----- Provided records

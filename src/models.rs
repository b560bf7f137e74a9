use rocket::FromForm;
use serde::Serialize;

/// A tri-state form answer: affirmative, negative, or not chosen yet.
#[derive(Debug, Clone, Copy, PartialEq, Eq, Default, Serialize)]
#[serde(rename_all = "lowercase")]
pub enum Choice {
    Yes,
    No,
    #[default]
    Unset,
}

impl Choice {
    pub fn parse(value: Option<&str>) -> Self {
        match value {
            Some("yes") => Choice::Yes,
            Some("no") => Choice::No,
            _ => Choice::Unset,
        }
    }

    pub fn is_yes(self) -> bool {
        self == Choice::Yes
    }
}

#[derive(Debug, Clone, Copy, PartialEq, Eq)]
pub enum Day {
    Friday,
    Saturday,
    Sunday,
}

impl Day {
    pub const ALL: [Day; 3] = [Day::Friday, Day::Saturday, Day::Sunday];

    pub fn key(self) -> &'static str {
        match self {
            Day::Friday => "friday",
            Day::Saturday => "saturday",
            Day::Sunday => "sunday",
        }
    }

    pub fn event(self) -> &'static str {
        match self {
            Day::Friday => "Welcome Drinks",
            Day::Saturday => "Wedding Ceremony",
            Day::Sunday => "Farewell Party",
        }
    }
}

/// The RSVP form exactly as posted by the browser. Radio groups the guest
/// never touched are simply absent.
#[derive(FromForm, Debug, Clone, Default, Serialize)]
pub struct RsvpForm {
    pub name: Option<String>,
    pub email: Option<String>,
    pub partner: Option<String>,
    #[field(name = "partnerName")]
    #[serde(rename = "partnerName")]
    pub partner_name: Option<String>,
    #[field(name = "partnerEmail")]
    #[serde(rename = "partnerEmail")]
    pub partner_email: Option<String>,
    pub friday: Option<String>,
    pub saturday: Option<String>,
    pub sunday: Option<String>,
    pub dietary: Option<String>,
    pub kids: Option<String>,
    pub nannies: Option<String>,
    pub comments: Option<String>,
}

impl RsvpForm {
    pub fn partner_choice(&self) -> Choice {
        Choice::parse(self.partner.as_deref())
    }

    pub fn day(&self, day: Day) -> Choice {
        let value = match day {
            Day::Friday => &self.friday,
            Day::Saturday => &self.saturday,
            Day::Sunday => &self.sunday,
        };
        Choice::parse(value.as_deref())
    }

    /// Partner details only survive while the partner choice is "yes".
    pub fn apply_partner_choice(&mut self) {
        if !self.partner_choice().is_yes() {
            self.partner_name = None;
            self.partner_email = None;
        }
    }
}

/// A validated RSVP. Only `validate::validate` builds one.
#[derive(Debug, Clone, PartialEq, Eq)]
pub struct RsvpSubmission {
    pub(crate) name: String,
    pub(crate) email: String,
    pub(crate) partner: Option<Partner>,
    pub(crate) friday: Choice,
    pub(crate) saturday: Choice,
    pub(crate) sunday: Choice,
    pub(crate) dietary: String,
    pub(crate) kids: String,
    pub(crate) nannies: Choice,
    pub(crate) comments: String,
}

#[derive(Debug, Clone, PartialEq, Eq)]
pub struct Partner {
    pub name: String,
    pub email: String,
}

impl RsvpSubmission {
    pub fn name(&self) -> &str {
        &self.name
    }

    pub fn email(&self) -> &str {
        &self.email
    }

    pub fn has_partner(&self) -> bool {
        self.partner.is_some()
    }

    pub fn partner(&self) -> Option<&Partner> {
        self.partner.as_ref()
    }

    pub fn attendance(&self, day: Day) -> Choice {
        match day {
            Day::Friday => self.friday,
            Day::Saturday => self.saturday,
            Day::Sunday => self.sunday,
        }
    }

    pub fn dietary(&self) -> &str {
        &self.dietary
    }

    pub fn kids(&self) -> &str {
        &self.kids
    }

    pub fn nannies(&self) -> Choice {
        self.nannies
    }

    pub fn comments(&self) -> &str {
        &self.comments
    }
}

#[cfg(test)]
mod tests {
    use super::*;

    #[test]
    fn choice_parses_only_yes_and_no() {
        assert_eq!(Choice::parse(Some("yes")), Choice::Yes);
        assert_eq!(Choice::parse(Some("no")), Choice::No);
        assert_eq!(Choice::parse(Some("")), Choice::Unset);
        assert_eq!(Choice::parse(Some("maybe")), Choice::Unset);
        assert_eq!(Choice::parse(None), Choice::Unset);
    }

    #[test]
    fn partner_details_cleared_unless_partner_is_yes() {
        let mut form = RsvpForm {
            partner: Some("no".into()),
            partner_name: Some("Sam".into()),
            partner_email: Some("sam@x.com".into()),
            ..Default::default()
        };
        form.apply_partner_choice();
        assert_eq!(form.partner_name, None);
        assert_eq!(form.partner_email, None);

        let mut form = RsvpForm {
            partner: Some("yes".into()),
            partner_name: Some("Sam".into()),
            ..Default::default()
        };
        form.apply_partner_choice();
        assert_eq!(form.partner_name.as_deref(), Some("Sam"));
    }
}
pub mod backend;
pub mod config;
pub mod error;
pub mod models;
pub mod notice;
pub mod schema;
pub mod validate;
pub mod visibility;
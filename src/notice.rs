use chrono::{DateTime, Duration, Utc};
use serde::Serialize;

/// How long a notice stays up before it dismisses itself.
pub const DISMISS_AFTER_SECS: i64 = 5;

#[derive(Debug, Clone, Copy, PartialEq, Eq, Serialize)]
#[serde(rename_all = "lowercase")]
pub enum NoticeKind {
    Success,
    Error,
}

impl NoticeKind {
    pub fn icon(self) -> &'static str {
        match self {
            NoticeKind::Success => "✓",
            NoticeKind::Error => "⚠",
        }
    }
}

#[derive(Debug, Clone, PartialEq, Eq, Serialize)]
pub struct Notice {
    pub kind: NoticeKind,
    pub icon: &'static str,
    pub message: String,
    pub shown_at: DateTime<Utc>,
    pub dismiss_after_ms: i64,
}

impl Notice {
    pub fn new(kind: NoticeKind, message: impl Into<String>, shown_at: DateTime<Utc>) -> Self {
        Notice {
            kind,
            icon: kind.icon(),
            message: message.into(),
            shown_at,
            dismiss_after_ms: DISMISS_AFTER_SECS * 1000,
        }
    }

    pub fn expires_at(&self) -> DateTime<Utc> {
        self.shown_at + Duration::seconds(DISMISS_AFTER_SECS)
    }
}

/// The single place a notice can live. Showing a new one evicts the old.
#[derive(Debug, Default)]
pub struct NoticeSlot {
    current: Option<Notice>,
}

impl NoticeSlot {
    pub fn show(&mut self, kind: NoticeKind, message: impl Into<String>) -> Option<Notice> {
        self.show_at(kind, message, Utc::now())
    }

    pub fn show_at(
        &mut self,
        kind: NoticeKind,
        message: impl Into<String>,
        now: DateTime<Utc>,
    ) -> Option<Notice> {
        self.current.replace(Notice::new(kind, message, now))
    }

    pub fn success(&mut self, message: impl Into<String>) -> Option<Notice> {
        self.show(NoticeKind::Success, message)
    }

    pub fn error(&mut self, message: impl Into<String>) -> Option<Notice> {
        self.show(NoticeKind::Error, message)
    }

    pub fn dismiss(&mut self) -> Option<Notice> {
        self.current.take()
    }

    /// Drops the notice once its timeout has passed.
    pub fn expire(&mut self, now: DateTime<Utc>) {
        if self.current.as_ref().is_some_and(|n| now >= n.expires_at()) {
            self.current = None;
        }
    }

    pub fn current(&self) -> Option<&Notice> {
        self.current.as_ref()
    }

    pub fn into_current(self) -> Option<Notice> {
        self.current
    }
}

----------

Write the entries out again in full, exactly as they appear above.

filename src/models.rs
repository b560bf7f137e74a9
use rocket::FromForm;
use serde::Serialize;

/// A tri-state form answer: affirmative, negative, or not chosen yet.
#[derive(Debug, Clone, Copy, PartialEq, Eq, Default, Serialize)]
#[serde(rename_all = "lowercase")]
pub enum Choice {
    Yes,
    No,
    #[default]
    Unset,
}

impl Choice {
    pub fn parse(value: Option<&str>) -> Self {
        match value {
            Some("yes") => Choice::Yes,
            Some("no") => Choice::No,
            _ => Choice::Unset,
        }
    }

    pub fn is_yes(self) -> bool {
        self == Choice::Yes
    }
}

#[derive(Debug, Clone, Copy, PartialEq, Eq)]
pub enum Day {
    Friday,
    Saturday,
    Sunday,
}

impl Day {
    pub const ALL: [Day; 3] = [Day::Friday, Day::Saturday, Day::Sunday];

    pub fn key(self) -> &'static str {
        match self {
            Day::Friday => "friday",
            Day::Saturday => "saturday",
            Day::Sunday => "sunday",
        }
    }

    pub fn event(self) -> &'static str {
        match self {
            Day::Friday => "Welcome Drinks",
            Day::Saturday => "Wedding Ceremony",
            Day::Sunday => "Farewell Party",
        }
    }
}

/// The RSVP form exactly as posted by the browser. Radio groups the guest
/// never touched are simply absent.
#[derive(FromForm, Debug, Clone, Default, Serialize)]
pub struct RsvpForm {
    pub name: Option<String>,
    pub email: Option<String>,
    pub partner: Option<String>,
    #[field(name = "partnerName")]
    #[serde(rename = "partnerName")]
    pub partner_name: Option<String>,
    #[field(name = "partnerEmail")]
    #[serde(rename = "partnerEmail")]
    pub partner_email: Option<String>,
    pub friday: Option<String>,
    pub saturday: Option<String>,
    pub sunday: Option<String>,
    pub dietary: Option<String>,
    pub kids: Option<String>,
    pub nannies: Option<String>,
    pub comments: Option<String>,
}

impl RsvpForm {
    pub fn partner_choice(&self) -> Choice {
        Choice::parse(self.partner.as_deref())
    }

    pub fn day(&self, day: Day) -> Choice {
        let value = match day {
            Day::Friday => &self.friday,
            Day::Saturday => &self.saturday,
            Day::Sunday => &self.sunday,
        };
        Choice::parse(value.as_deref())
    }

    /// Partner details only survive while the partner choice is "yes".
    pub fn apply_partner_choice(&mut self) {
        if !self.partner_choice().is_yes() {
            self.partner_name = None;
            self.partner_email = None;
        }
    }
}

/// A validated RSVP. Only `validate::validate` builds one.
#[derive(Debug, Clone, PartialEq, Eq)]
pub struct RsvpSubmission {
    pub(crate) name: String,
    pub(crate) email: String,
    pub(crate) partner: Option<Partner>,
    pub(crate) friday: Choice,
    pub(crate) saturday: Choice,
    pub(crate) sunday: Choice,
    pub(crate) dietary: String,
    pub(crate) kids: String,
    pub(crate) nannies: Choice,
    pub(crate) comments: String,
}

#[derive(Debug, Clone, PartialEq, Eq)]
pub struct Partner {
    pub name: String,
    pub email: String,
}

impl RsvpSubmission {
    pub fn name(&self) -> &str {
        &self.name
    }

    pub fn email(&self) -> &str {
        &self.email
    }

    pub fn has_partner(&self) -> bool {
        self.partner.is_some()
    }

    pub fn partner(&self) -> Option<&Partner> {
        self.partner.as_ref()
    }

    pub fn attendance(&self, day: Day) -> Choice {
        match day {
            Day::Friday => self.friday,
            Day::Saturday => self.saturday,
            Day::Sunday => self.sunday,
        }
    }

    pub fn dietary(&self) -> &str {
        &self.dietary
    }

    pub fn kids(&self) -> &str {
        &self.kids
    }

    pub fn nannies(&self) -> Choice {
        self.nannies
    }

    pub fn comments(&self) -> &str {
        &self.comments
    }
}

#[cfg(test)]
mod tests {
    use super::*;

    #[test]
    fn choice_parses_only_yes_and_no() {
        assert_eq!(Choice::parse(Some("yes")), Choice::Yes);
        assert_eq!(Choice::parse(Some("no")), Choice::No);
        assert_eq!(Choice::parse(Some("")), Choice::Unset);
        assert_eq!(Choice::parse(Some("maybe")), Choice::Unset);
        assert_eq!(Choice::parse(None), Choice::Unset);
    }

    #[test]
    fn partner_details_cleared_unless_partner_is_yes() {
        let mut form = RsvpForm {
            partner: Some("no".into()),
            partner_name: Some("Sam".into()),
            partner_email: Some("sam@x.com".into()),
            ..Default::default()
        };
        form.apply_partner_choice();
        assert_eq!(form.partner_name, None);
        assert_eq!(form.partner_email, None);

        let mut form = RsvpForm {
            partner: Some("yes".into()),
            partner_name: Some("Sam".into()),
            ..Default::default()
        };
        form.apply_partner_choice();
        assert_eq!(form.partner_name.as_deref(), Some("Sam"));
    }
}
pub mod backend;
pub mod config;
pub mod error;
pub mod models;
pub mod notice;
pub mod schema;
pub mod validate;
pub mod visibility;
filename src/notice.rs
use chrono::{DateTime, Duration, Utc};
use serde::Serialize;

/// How long a notice stays up before it dismisses itself.
pub const DISMISS_AFTER_SECS: i64 = 5;

#[derive(Debug, Clone, Copy, PartialEq, Eq, Serialize)]
#[serde(rename_all = "lowercase")]
pub enum NoticeKind {
    Success,
    Error,
}

impl NoticeKind {
    pub fn icon(self) -> &'static str {
        match self {
            NoticeKind::Success => "✓",
            NoticeKind::Error => "⚠",
        }
    }
}

#[derive(Debug, Clone, PartialEq, Eq, Serialize)]
pub struct Notice {
    pub kind: NoticeKind,
    pub icon: &'static str,
    pub message: String,
    pub shown_at: DateTime<Utc>,
    pub dismiss_after_ms: i64,
}

impl Notice {
    pub fn new(kind: NoticeKind, message: impl Into<String>, shown_at: DateTime<Utc>) -> Self {
        Notice {
            kind,
            icon: kind.icon(),
            message: message.into(),
            shown_at,
            dismiss_after_ms: DISMISS_AFTER_SECS * 1000,
        }
    }

    pub fn expires_at(&self) -> DateTime<Utc> {
        self.shown_at + Duration::seconds(DISMISS_AFTER_SECS)
    }
}

/// The single place a notice can live. Showing a new one evicts the old.
#[derive(Debug, Default)]
pub struct NoticeSlot {
    current: Option<Notice>,
}

impl NoticeSlot {
    pub fn show(&mut self, kind: NoticeKind, message: impl Into<String>) -> Option<Notice> {
        self.show_at(kind, message, Utc::now())
    }

    pub fn show_at(
        &mut self,
        kind: NoticeKind,
        message: impl Into<String>,
        now: DateTime<Utc>,
    ) -> Option<Notice> {
        self.current.replace(Notice::new(kind, message, now))
    }

    pub fn success(&mut self, message: impl Into<String>) -> Option<Notice> {
        self.show(NoticeKind::Success, message)
    }

    pub fn error(&mut self, message: impl Into<String>) -> Option<Notice> {
        self.show(NoticeKind::Error, message)
    }

    pub fn dismiss(&mut self) -> Option<Notice> {
        self.current.take()
    }

    /// Drops the notice once its timeout has passed.
    pub fn expire(&mut self, now: DateTime<Utc>) {
        if self.current.as_ref().is_some_and(|n| now >= n.expires_at()) {
            self.current = None;
        }
    }

    pub fn current(&self) -> Option<&Notice> {
        self.current.as_ref()
    }

    pub fn into_current(self) -> Option<Notice> {
        self.current
    }
}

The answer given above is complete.